Brief: Exactly as they appear below, repeat the lines from the one with "initialize_database(&db_pool).await?;" through the one with "have no slots.", and no others.

________________________________________

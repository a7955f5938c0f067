/// Canonical file paths for CloudMount data files.
///
/// Both files live in the per-user config directory
/// (`%APPDATA%\CloudMount` on Windows, `~/.config/cloudmount` on Linux):
///   - config.json  Written by the user, read by the daemon.
///   - status.toml  Written by the daemon, read by a front end.
use anyhow::{Context, Result};
use std::path::{Path, PathBuf};

#[cfg(windows)]
const APP_DIR_NAME: &str = "CloudMount";
#[cfg(not(windows))]
const APP_DIR_NAME: &str = "cloudmount";
pub const CONFIG_FILE_NAME: &str = "config.json";
pub const STATUS_FILE_NAME: &str = "status.toml";

/// Returns the CloudMount application data directory.
pub fn app_data_dir() -> Result<PathBuf> {
    let base = dirs::config_dir().context("Could not determine the user config directory")?;
    Ok(base.join(APP_DIR_NAME))
}

pub fn config_file_path() -> Result<PathBuf> {
    Ok(app_data_dir()?.join(CONFIG_FILE_NAME))
}

/// The status file always sits next to whichever config file is in use.
pub fn status_file_path(config_path: &Path) -> PathBuf {
    match config_path.parent() {
        Some(dir) => dir.join(STATUS_FILE_NAME),
        None => PathBuf::from(STATUS_FILE_NAME),
    }
}

/// Turns a user-supplied path into the absolute form file watchers report.
///
/// Symlinks and `..` are resolved when the file exists; otherwise the path is
/// only made absolute against the current directory.
pub fn resolve(path: &Path) -> std::io::Result<PathBuf> {
    match std::fs::canonicalize(path) {
        Ok(resolved) => Ok(resolved),
        Err(_) => std::path::absolute(path),
    }
}

#[cfg(test)]
mod tests {
    use super::*;

    #[test]
    fn config_file_path_has_correct_name() {
        if let Ok(path) = config_file_path() {
            assert_eq!(path.file_name().unwrap(), CONFIG_FILE_NAME);
            assert_eq!(path.parent().unwrap().file_name().unwrap(), APP_DIR_NAME);
        }
    }

    #[test]
    fn status_file_sits_next_to_config() {
        let config = Path::new("/tmp/custom/config.json");
        assert_eq!(
            status_file_path(config),
            Path::new("/tmp/custom").join(STATUS_FILE_NAME)
        );
    }

    #[test]
    fn relative_path_resolves_to_absolute() {
        let resolved = resolve(Path::new("config.json")).unwrap();
        assert!(resolved.is_absolute());
        assert_eq!(resolved.file_name().unwrap(), "config.json");
        assert_eq!(
            resolved.parent().unwrap(),
            std::env::current_dir().unwrap().as_path()
        );
    }

    #[test]
    fn existing_path_is_normalized() {
        let dir = tempfile::tempdir().unwrap();
        std::fs::create_dir(dir.path().join("sub")).unwrap();
        std::fs::write(dir.path().join(CONFIG_FILE_NAME), "{}").unwrap();

        let roundabout = dir.path().join("sub").join("..").join(CONFIG_FILE_NAME);
        assert_eq!(
            resolve(&roundabout).unwrap(),
            std::fs::canonicalize(dir.path()).unwrap().join(CONFIG_FILE_NAME)
        );
    }
}
use color_eyre::eyre::Result;
use dotenv::dotenv;
use kourt_api::config::ApiConfig;
use kourt_db::{create_pool, schema::initialize_database};

#[tokio::main]
async fn main() -> Result<()> {
    // Initialize error handling
    color_eyre::install()?;

    // Load environment variables
    dotenv().ok();

    // Load configuration
    let config = ApiConfig::from_env()?;

    // Create database connection pool
    let db_pool = create_pool(&config.database_url).await?;

    // Make sure tables and the booking overlap constraint exist
    initialize_database(&db_pool).await?;

    // Start API server
    kourt_api::start_server(config, db_pool).await?;

    Ok(())
}
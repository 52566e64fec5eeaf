pub mod availability;
pub mod bookings;
pub mod schedules;

use chrono::NaiveDate;
use kourt_core::errors::KourtError;

/// Parses a `YYYY-MM-DD` calendar date coming from a query string.
pub fn parse_date(raw: &str) -> Result<NaiveDate, KourtError> {
    NaiveDate::parse_from_str(raw.trim(), "%Y-%m-%d").map_err(|_| {
        KourtError::Validation(format!("Invalid date '{}'. Expected YYYY-MM-DD", raw))
    })
}
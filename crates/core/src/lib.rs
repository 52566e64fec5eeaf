pub mod errors;
pub mod models;
pub mod slots;
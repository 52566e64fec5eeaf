//! # Availability Handlers
//!
//! Serves the bookable hours of a court on a date.
//!
//! ## Slot computation
//!
//! 1. Resolve the opening hours of the court's arena for the date. A schedule
//!    for the exact date beats the weekly one; courts without a schedule use
//!    the default 06:00-23:00 window. Closed days have no slots.
//! 2. Read the time ranges of the court's non-cancelled bookings on that date.
//! 3. Drop every hour touched by a booking from the hourly grid of the window
//!    (see [`kourt_core::slots`] for the exact hour rule).
//!
//! Results are cached per `(court, date)` in [`crate::cache::SlotCache`];
//! booking writes invalidate the key they touch.

use axum::{
    extract::{Path, Query, State},
    Json,
};
use chrono::NaiveDate;
use kourt_core::{
    errors::KourtResult,
    models::availability::AvailabilityResponse,
    slots::{slots_for, OpeningHours},
};
use serde::Deserialize;
use std::sync::Arc;
use uuid::Uuid;

use crate::{handlers::parse_date, middleware::error_handling::AppError, ApiState};

/// Query parameters for the availability endpoint
#[derive(Debug, Deserialize)]
pub struct AvailabilityQuery {
    /// Calendar date in `YYYY-MM-DD` form
    pub date: String,
}

/// Computes the available slot labels of a court on a date.
///
/// A failed read is returned as an error; there is no partial result.
pub async fn available_slots_for(
    state: &ApiState,
    court_id: Uuid,
    date: NaiveDate,
) -> KourtResult<Vec<String>> {
    if let Some(slots) = state.slot_cache.get(court_id, date).await {
        tracing::debug!("Serving cached slots: court_id={}, date={}", court_id, date);
        return Ok(slots);
    }

    // Taken before the reads so a write landing during them keeps these
    // slots out of the cache
    let generation = state.slot_cache.generation().await;

    let schedule = state.schedules.schedule_for_court(court_id, date).await?;
    let hours = OpeningHours::from_schedule(schedule.as_ref());

    // No need to look at bookings when the arena is closed
    let bookings = match hours {
        OpeningHours::Closed => Vec::new(),
        OpeningHours::Open(_) => state.bookings.active_time_ranges(court_id, date).await?,
    };

    let slots = slots_for(&hours, &bookings);
    tracing::debug!(
        "Computed {} available slots: court_id={}, date={}, bookings={}",
        slots.len(),
        court_id,
        date,
        bookings.len()
    );

    state
        .slot_cache
        .insert(court_id, date, generation, slots.clone())
        .await;
    Ok(slots)
}

/// Lists the bookable hours of a court
///
/// # Endpoint
///
/// ```text
/// GET /api/courts/:court_id/availability?date=2026-10-20
/// ```
///
/// # Errors
///
/// * `KourtError::Validation` - `date` is not a `YYYY-MM-DD` date
/// * `KourtError::Database` - Database error
#[axum::debug_handler]
pub async fn get_available_slots(
    State(state): State<Arc<ApiState>>,
    Path(court_id): Path<Uuid>,
    Query(query): Query<AvailabilityQuery>,
) -> Result<Json<AvailabilityResponse>, AppError> {
    let date = parse_date(&query.date)?;
    let slots = available_slots_for(&state, court_id, date).await?;

    Ok(Json(AvailabilityResponse {
        court_id,
        date,
        slots,
    }))
}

________________________________________

Task solution:
    initialize_database(&db_pool).await?;

    // Start API server
    kourt_api::start_server(config, db_pool).await?;

    Ok(())
}
repository 52566e64fec5eeaf
pub mod availability;
pub mod bookings;
pub mod schedules;

use chrono::NaiveDate;
use kourt_core::errors::KourtError;

/// Parses a `YYYY-MM-DD` calendar date coming from a query string.
pub fn parse_date(raw: &str) -> Result<NaiveDate, KourtError> {
    NaiveDate::parse_from_str(raw.trim(), "%Y-%m-%d").map_err(|_| {
        KourtError::Validation(format!("Invalid date '{}'. Expected YYYY-MM-DD", raw))
    })
}
filename crates/core/src/lib.rs
repository 52566e64fec5eeaf
pub mod errors;
pub mod models;
pub mod slots;
repository 52566e64fec5eeaf
//! # Availability Handlers
//!
//! Serves the bookable hours of a court on a date.
//!
//! ## Slot computation
//!
//! 1. Resolve the opening hours of the court's arena for the date. A schedule
//!    for the exact date beats the weekly one; courts without a schedule use
//!    the default 06:00-23:00 window. Closed days have no slots.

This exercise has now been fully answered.